3Une approche selon le genre a plus de flexibilité que l’approche femmes et développement. Par exemple, l’accent mis sur les relations de genre tend à faire davantage attention aux manières différentes selon lesquelles les femmes font l’expérience du genre. Bien que la femme riche comme la femme pauvre soient confrontées au même danger de viol si elles sortent toutes seules la nuit, la femme pauvre a plus à attendre d’une amélioration des transports en commun que la femme riche.
4L’asymétrie entre le genre masculin et féminin peut s’exprimer en terme de subordination de genre : les femmes en tant que genre sont subordonnées aux hommes en tant que genre.
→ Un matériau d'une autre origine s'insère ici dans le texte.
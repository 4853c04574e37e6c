//! Database operations for notifications.

use rusqlite::{Connection, Row, types::Type};
use time::Date;

use crate::{
    Error,
    cheque::ChequeId,
    notification::{Notification, NotificationId, NotificationKind},
};

/// Initialize the notification table.
///
/// A cheque gets at most one notification of each kind per day.
pub fn create_notification_table(connection: &Connection) -> Result<(), rusqlite::Error> {
    connection.execute_batch(
        "CREATE TABLE IF NOT EXISTS notification (
            id INTEGER PRIMARY KEY,
            kind TEXT NOT NULL CHECK (kind IN ('due_soon', 'overdue', 'rejected')),
            cheque_id INTEGER NOT NULL,
            title TEXT NOT NULL,
            message TEXT NOT NULL,
            is_read INTEGER NOT NULL DEFAULT 0,
            created_on TEXT NOT NULL,
            UNIQUE(cheque_id, kind, created_on),
            FOREIGN KEY(cheque_id) REFERENCES cheque(id) ON DELETE CASCADE
        );

        CREATE INDEX IF NOT EXISTS idx_notification_is_read ON notification(is_read);",
    )?;

    Ok(())
}

/// Insert a notification unless the cheque already has one of this kind on `created_on`.
///
/// Returns whether a row was inserted.
pub fn insert_notification(
    kind: NotificationKind,
    cheque_id: ChequeId,
    message: &str,
    created_on: Date,
    connection: &Connection,
) -> Result<bool, Error> {
    let rows_affected = connection.execute(
        "INSERT OR IGNORE INTO notification (kind, cheque_id, title, message, created_on)
        VALUES (?1, ?2, ?3, ?4, ?5)",
        (kind.as_str(), cheque_id, kind.title(), message, created_on),
    )?;

    Ok(rows_affected > 0)
}

/// Retrieve all notifications, unread first and then newest first.
pub fn get_notifications(connection: &Connection) -> Result<Vec<Notification>, Error> {
    connection
        .prepare(
            "SELECT id, kind, cheque_id, title, message, is_read, created_on
            FROM notification
            ORDER BY is_read ASC, created_on DESC, id DESC",
        )?
        .query_map([], map_notification_row)?
        .map(|maybe_notification| maybe_notification.map_err(|error| error.into()))
        .collect()
}

/// The number of unread notifications.
pub fn count_unread_notifications(connection: &Connection) -> Result<u64, Error> {
    connection
        .query_row(
            "SELECT COUNT(*) FROM notification WHERE is_read = 0",
            [],
            |row| row.get(0),
        )
        .map_err(|error| error.into())
}

/// Mark a single notification as read.
///
/// # Errors
/// Returns [Error::UpdateMissingNotification] if the notification does not exist.
pub fn mark_notification_read(
    notification_id: NotificationId,
    connection: &Connection,
) -> Result<(), Error> {
    let rows_affected = connection.execute(
        "UPDATE notification SET is_read = 1 WHERE id = ?1",
        [notification_id],
    )?;

    if rows_affected == 0 {
        return Err(Error::UpdateMissingNotification);
    }

    Ok(())
}

/// Mark every notification as read and return how many were unread.
pub fn mark_all_notifications_read(connection: &Connection) -> Result<usize, Error> {
    connection
        .execute("UPDATE notification SET is_read = 1 WHERE is_read = 0", [])
        .map_err(|error| error.into())
}

fn map_notification_row(row: &Row) -> Result<Notification, rusqlite::Error> {
    let raw_kind: String = row.get(1)?;
    let kind = raw_kind
        .parse()
        .map_err(|error| rusqlite::Error::FromSqlConversionFailure(1, Type::Text, Box::new(error)))?;

    Ok(Notification {
        id: row.get(0)?,
        kind,
        cheque_id: row.get(2)?,
        title: row.get(3)?,
        message: row.get(4)?,
        is_read: row.get(5)?,
        created_on: row.get(6)?,
    })
}

#[cfg(test)]
mod tests {
    use rusqlite::Connection;
    use time::macros::date;

    use crate::{
        Error,
        cheque::delete_cheque,
        db::initialize,
        notification::NotificationKind,
        test_utils::{create_test_bank_and_branch, create_test_cheque, create_test_client},
    };

    use super::{
        count_unread_notifications, get_notifications, insert_notification,
        mark_all_notifications_read, mark_notification_read,
    };

    fn get_connection_with_cheque() -> (Connection, i64) {
        let connection = Connection::open_in_memory().unwrap();
        initialize(&connection).unwrap();
        let (_, branch) = create_test_bank_and_branch(&connection);
        let client = create_test_client("Youssef", &connection);
        let cheque = create_test_cheque("7001", client.id, branch.id, &connection);

        (connection, cheque.id)
    }

    #[test]
    fn insert_ignores_same_cheque_kind_and_day() {
        let (connection, cheque_id) = get_connection_with_cheque();
        let today = date!(2025 - 02 - 08);

        let first = insert_notification(
            NotificationKind::DueSoon,
            cheque_id,
            "premier",
            today,
            &connection,
        )
        .unwrap();
        let second = insert_notification(
            NotificationKind::DueSoon,
            cheque_id,
            "second",
            today,
            &connection,
        )
        .unwrap();
        let next_day = insert_notification(
            NotificationKind::DueSoon,
            cheque_id,
            "lendemain",
            today.next_day().unwrap(),
            &connection,
        )
        .unwrap();

        assert!(first);
        assert!(!second);
        assert!(next_day);
        assert_eq!(get_notifications(&connection).unwrap().len(), 2);
    }

    #[test]
    fn unread_notifications_are_listed_first() {
        let (connection, cheque_id) = get_connection_with_cheque();
        insert_notification(
            NotificationKind::Overdue,
            cheque_id,
            "ancienne",
            date!(2025 - 02 - 11),
            &connection,
        )
        .unwrap();
        insert_notification(
            NotificationKind::Overdue,
            cheque_id,
            "récente",
            date!(2025 - 02 - 12),
            &connection,
        )
        .unwrap();
        let newest = get_notifications(&connection).unwrap()[0].id;
        mark_notification_read(newest, &connection).unwrap();

        let notifications = get_notifications(&connection).unwrap();

        assert_eq!(notifications[0].message, "ancienne");
        assert!(!notifications[0].is_read);
        assert!(notifications[1].is_read);
        assert_eq!(notifications[1].title, "Chèque en retard");
        assert_eq!(count_unread_notifications(&connection), Ok(1));
    }

    #[test]
    fn mark_missing_notification_fails() {
        let (connection, _) = get_connection_with_cheque();

        assert_eq!(
            mark_notification_read(42, &connection),
            Err(Error::UpdateMissingNotification)
        );
    }

    #[test]
    fn mark_all_read_returns_count() {
        let (connection, cheque_id) = get_connection_with_cheque();
        for kind in [NotificationKind::DueSoon, NotificationKind::Rejected] {
            insert_notification(kind, cheque_id, "msg", date!(2025 - 02 - 08), &connection)
                .unwrap();
        }

        assert_eq!(mark_all_notifications_read(&connection), Ok(2));
        assert_eq!(mark_all_notifications_read(&connection), Ok(0));
        assert_eq!(count_unread_notifications(&connection), Ok(0));
    }

    #[test]
    fn deleting_cheque_removes_its_notifications() {
        let (connection, cheque_id) = get_connection_with_cheque();
        insert_notification(
            NotificationKind::DueSoon,
            cheque_id,
            "msg",
            date!(2025 - 02 - 08),
            &connection,
        )
        .unwrap();

        delete_cheque(cheque_id, &connection).unwrap();

        assert!(get_notifications(&connection).unwrap().is_empty());
    }
}
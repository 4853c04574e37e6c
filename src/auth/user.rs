//! Code for creating the user table and fetching users from the database.

use std::fmt::Display;

use rusqlite::{Connection, Row, types::Type};
use serde::{Deserialize, Serialize};

use crate::{
    Error,
    auth::{PasswordHash, Role},
};

/// A newtype wrapper for integer user IDs.
///
/// This helps disambiguate user IDs from other types of IDs, leading to better compile time
/// errors.
#[derive(Clone, Copy, Debug, PartialEq, Eq, Serialize, Deserialize, Hash)]
pub struct UserID(i64);

impl UserID {
    /// Create a new user ID.
    pub fn new(id: i64) -> Self {
        Self(id)
    }

    /// Cast the user ID to a 64 bit integer.
    pub fn as_i64(&self) -> i64 {
        self.0
    }
}

impl Display for UserID {
    fn fmt(&self, f: &mut std::fmt::Formatter<'_>) -> std::fmt::Result {
        self.0.fmt(f)
    }
}

/// A user of the application.
#[derive(Debug, Clone, PartialEq, Serialize, Deserialize)]
pub struct User {
    /// The user's ID in the application database.
    pub id: UserID,
    /// The name used to log in.
    pub username: String,
    /// The user's password hash.
    pub password_hash: PasswordHash,
    /// What the user may do.
    pub role: Role,
}

/// Create the user table.
///
/// # Errors
///
/// This function will return an error if the SQL query failed.
pub fn create_user_table(connection: &Connection) -> Result<(), rusqlite::Error> {
    connection.execute(
        "CREATE TABLE IF NOT EXISTS user (
                id INTEGER PRIMARY KEY,
                username TEXT NOT NULL UNIQUE,
                password TEXT NOT NULL,
                role TEXT NOT NULL DEFAULT 'lecteur'
                )",
        (),
    )?;

    Ok(())
}

/// Create and insert a new user into the database.
///
/// # Errors
///
/// Returns:
/// - [Error::EmptyUsername] if `username` is blank,
/// - [Error::DuplicateUsername] if the username is taken,
/// - [Error::SqlError] if another SQL error occurred.
pub fn create_user(
    username: &str,
    password_hash: PasswordHash,
    role: Role,
    connection: &Connection,
) -> Result<User, Error> {
    let username = username.trim();
    if username.is_empty() {
        return Err(Error::EmptyUsername);
    }

    connection
        .execute(
            "INSERT INTO user (username, password, role) VALUES (?1, ?2, ?3)",
            (username, password_hash.as_ref(), role.as_str()),
        )
        .map_err(|error| match Error::from(error) {
            Error::DuplicateUsername(_) => Error::DuplicateUsername(username.to_owned()),
            error => error,
        })?;

    let id = UserID::new(connection.last_insert_rowid());

    Ok(User {
        id,
        username: username.to_owned(),
        password_hash,
        role,
    })
}

/// Get the user from the database with an ID equal to `user_id`.
///
/// # Errors
///
/// Returns [Error::NotFound] if `user_id` does not belong to a registered user.
pub fn get_user_by_id(user_id: UserID, connection: &Connection) -> Result<User, Error> {
    connection
        .prepare("SELECT id, username, password, role FROM user WHERE id = :id")?
        .query_row(&[(":id", &user_id.as_i64())], map_row)
        .map_err(|error| error.into())
}

/// Get the user whose username is `username`.
///
/// # Errors
///
/// Returns [Error::NotFound] if no user has this username.
pub fn get_user_by_username(username: &str, connection: &Connection) -> Result<User, Error> {
    connection
        .prepare("SELECT id, username, password, role FROM user WHERE username = :username")?
        .query_row(&[(":username", &username.trim())], map_row)
        .map_err(|error| error.into())
}

/// Get the number of users in the database.
pub fn count_users(connection: &Connection) -> Result<usize, Error> {
    connection
        .query_row("SELECT COUNT(id) FROM user;", [], |row| row.get(0))
        .map_err(|error| error.into())
}

fn map_row(row: &Row) -> Result<User, rusqlite::Error> {
    let raw_role: String = row.get(3)?;
    let role = raw_role
        .parse()
        .map_err(|error| rusqlite::Error::FromSqlConversionFailure(3, Type::Text, Box::new(error)))?;

    Ok(User {
        id: UserID::new(row.get(0)?),
        username: row.get(1)?,
        password_hash: PasswordHash::new_unchecked(&row.get::<_, String>(2)?),
        role,
    })
}

#[cfg(test)]
mod user_tests {
    use rusqlite::Connection;

    use crate::{
        Error,
        auth::{PasswordHash, Role},
    };

    use super::{
        UserID, count_users, create_user, create_user_table, get_user_by_id, get_user_by_username,
    };

    fn get_db_connection() -> Connection {
        let conn =
            Connection::open_in_memory().expect("Could not create in-memory SQLite database");
        create_user_table(&conn).expect("Could not create user table");

        conn
    }

    #[test]
    fn insert_user_succeeds() {
        let db_connection = get_db_connection();
        let password_hash = PasswordHash::new_unchecked("hunter2");

        let inserted_user =
            create_user("youssef", password_hash.clone(), Role::Agent, &db_connection).unwrap();

        assert!(inserted_user.id.as_i64() > 0);
        assert_eq!(inserted_user.username, "youssef");
        assert_eq!(inserted_user.password_hash, password_hash);
        assert_eq!(inserted_user.role, Role::Agent);
    }

    #[test]
    fn insert_user_fails_on_blank_username() {
        let db_connection = get_db_connection();

        let result = create_user(
            "  ",
            PasswordHash::new_unchecked("hunter2"),
            Role::Agent,
            &db_connection,
        );

        assert_eq!(result, Err(Error::EmptyUsername));
    }

    #[test]
    fn insert_user_fails_on_duplicate_username() {
        let db_connection = get_db_connection();
        create_user(
            "salma",
            PasswordHash::new_unchecked("hunter2"),
            Role::Admin,
            &db_connection,
        )
        .unwrap();

        let result = create_user(
            "salma",
            PasswordHash::new_unchecked("hunter3"),
            Role::Viewer,
            &db_connection,
        );

        assert_eq!(result, Err(Error::DuplicateUsername("salma".to_owned())));
    }

    #[test]
    fn get_user_fails_with_non_existent_id() {
        let db_connection = get_db_connection();

        assert_eq!(
            get_user_by_id(UserID::new(42), &db_connection),
            Err(Error::NotFound)
        );
    }

    #[test]
    fn get_user_by_id_and_username() {
        let db_connection = get_db_connection();
        let test_user = create_user(
            "karim",
            PasswordHash::new_unchecked("hunter2"),
            Role::Accountant,
            &db_connection,
        )
        .unwrap();

        assert_eq!(get_user_by_id(test_user.id, &db_connection), Ok(test_user.clone()));
        assert_eq!(get_user_by_username("karim", &db_connection), Ok(test_user));
        assert_eq!(
            get_user_by_username("nobody", &db_connection),
            Err(Error::NotFound)
        );
    }

    #[test]
    fn returns_correct_count() {
        let db_connection = get_db_connection();

        assert_eq!(count_users(&db_connection), Ok(0));

        create_user(
            "nadia",
            PasswordHash::new_unchecked("hunter2"),
            Role::Viewer,
            &db_connection,
        )
        .unwrap();

        assert_eq!(count_users(&db_connection), Ok(1));
    }
}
Mais en parlant ainsi on insiste plus sur les structures que sur les acteurs. On risque de masquer la responsabilité individuelle et de suggérer la présence de forces sociales immuables que nous ne pouvons que reconnaître. On peut même l’utiliser pour justifier le refus d’accorder des chances égales pour les femmes, comme l’a fait la Commission pour l’égalité des chances1 (voir Sears, Roebuck & Co aux Etats Unis. Kessler-Harris, 1987). Les militantes d’associations féministes de base, telles Women’s Aid, (Aide aux femmes) ou Rape Crisis Center (Centre contre le viol) m’ont dit que l’expression subordination de genre était trop académique, trop aseptisée, trop polie. Il est temps d’arrêter de parler ainsi : il faut commencer à parler de préjugé masculin.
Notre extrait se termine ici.